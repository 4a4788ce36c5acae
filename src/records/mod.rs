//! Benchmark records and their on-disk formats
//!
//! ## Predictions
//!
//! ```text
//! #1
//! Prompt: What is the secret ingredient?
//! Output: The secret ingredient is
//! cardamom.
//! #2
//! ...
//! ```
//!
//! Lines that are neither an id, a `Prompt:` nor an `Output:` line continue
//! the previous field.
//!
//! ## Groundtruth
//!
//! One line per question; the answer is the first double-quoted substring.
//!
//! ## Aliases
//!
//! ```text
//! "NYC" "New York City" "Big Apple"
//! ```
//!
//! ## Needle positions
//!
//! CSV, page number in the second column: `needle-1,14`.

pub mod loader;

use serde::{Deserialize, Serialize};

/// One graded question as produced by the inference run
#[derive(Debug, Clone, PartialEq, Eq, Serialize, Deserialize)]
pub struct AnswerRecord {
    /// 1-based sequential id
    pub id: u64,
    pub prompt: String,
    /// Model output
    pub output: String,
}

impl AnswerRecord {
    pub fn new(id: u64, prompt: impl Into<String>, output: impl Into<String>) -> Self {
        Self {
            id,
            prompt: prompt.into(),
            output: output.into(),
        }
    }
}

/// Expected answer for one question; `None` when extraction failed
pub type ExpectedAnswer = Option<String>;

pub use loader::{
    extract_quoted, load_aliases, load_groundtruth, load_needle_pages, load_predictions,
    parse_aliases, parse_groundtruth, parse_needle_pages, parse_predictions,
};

==

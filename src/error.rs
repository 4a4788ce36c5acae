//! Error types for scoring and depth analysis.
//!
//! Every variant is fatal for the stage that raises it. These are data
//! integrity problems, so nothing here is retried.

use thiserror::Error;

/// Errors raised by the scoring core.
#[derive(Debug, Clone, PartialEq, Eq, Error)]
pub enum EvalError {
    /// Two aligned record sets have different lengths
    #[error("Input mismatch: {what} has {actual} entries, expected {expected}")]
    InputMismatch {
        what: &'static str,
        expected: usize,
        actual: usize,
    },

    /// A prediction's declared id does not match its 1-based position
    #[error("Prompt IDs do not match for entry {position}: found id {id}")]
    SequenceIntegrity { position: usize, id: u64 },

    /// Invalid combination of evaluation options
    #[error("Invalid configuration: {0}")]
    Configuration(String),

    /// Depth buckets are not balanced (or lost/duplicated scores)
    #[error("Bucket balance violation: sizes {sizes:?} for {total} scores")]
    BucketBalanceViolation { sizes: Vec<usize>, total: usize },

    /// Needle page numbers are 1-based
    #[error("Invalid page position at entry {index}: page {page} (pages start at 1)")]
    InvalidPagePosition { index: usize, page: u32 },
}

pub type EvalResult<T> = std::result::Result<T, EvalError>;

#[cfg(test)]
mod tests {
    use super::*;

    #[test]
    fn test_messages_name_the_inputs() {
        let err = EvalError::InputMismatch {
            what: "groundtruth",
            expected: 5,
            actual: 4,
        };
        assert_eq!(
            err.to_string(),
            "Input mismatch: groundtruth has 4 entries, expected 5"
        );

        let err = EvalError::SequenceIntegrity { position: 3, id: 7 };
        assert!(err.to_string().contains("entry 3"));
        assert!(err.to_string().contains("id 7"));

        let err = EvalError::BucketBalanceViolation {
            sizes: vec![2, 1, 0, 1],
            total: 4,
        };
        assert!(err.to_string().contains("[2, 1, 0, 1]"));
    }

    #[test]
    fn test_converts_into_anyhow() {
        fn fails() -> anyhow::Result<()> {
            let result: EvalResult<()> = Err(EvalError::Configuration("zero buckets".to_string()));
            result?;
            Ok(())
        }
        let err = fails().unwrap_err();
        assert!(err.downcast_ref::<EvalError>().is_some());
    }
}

## WHAT THE EXERCISE ASKS
Wherever a line in the listing contains the word "filename", copy that line out.

## ANSWER BELOW
filename src/records/mod.rs
filename src/error.rs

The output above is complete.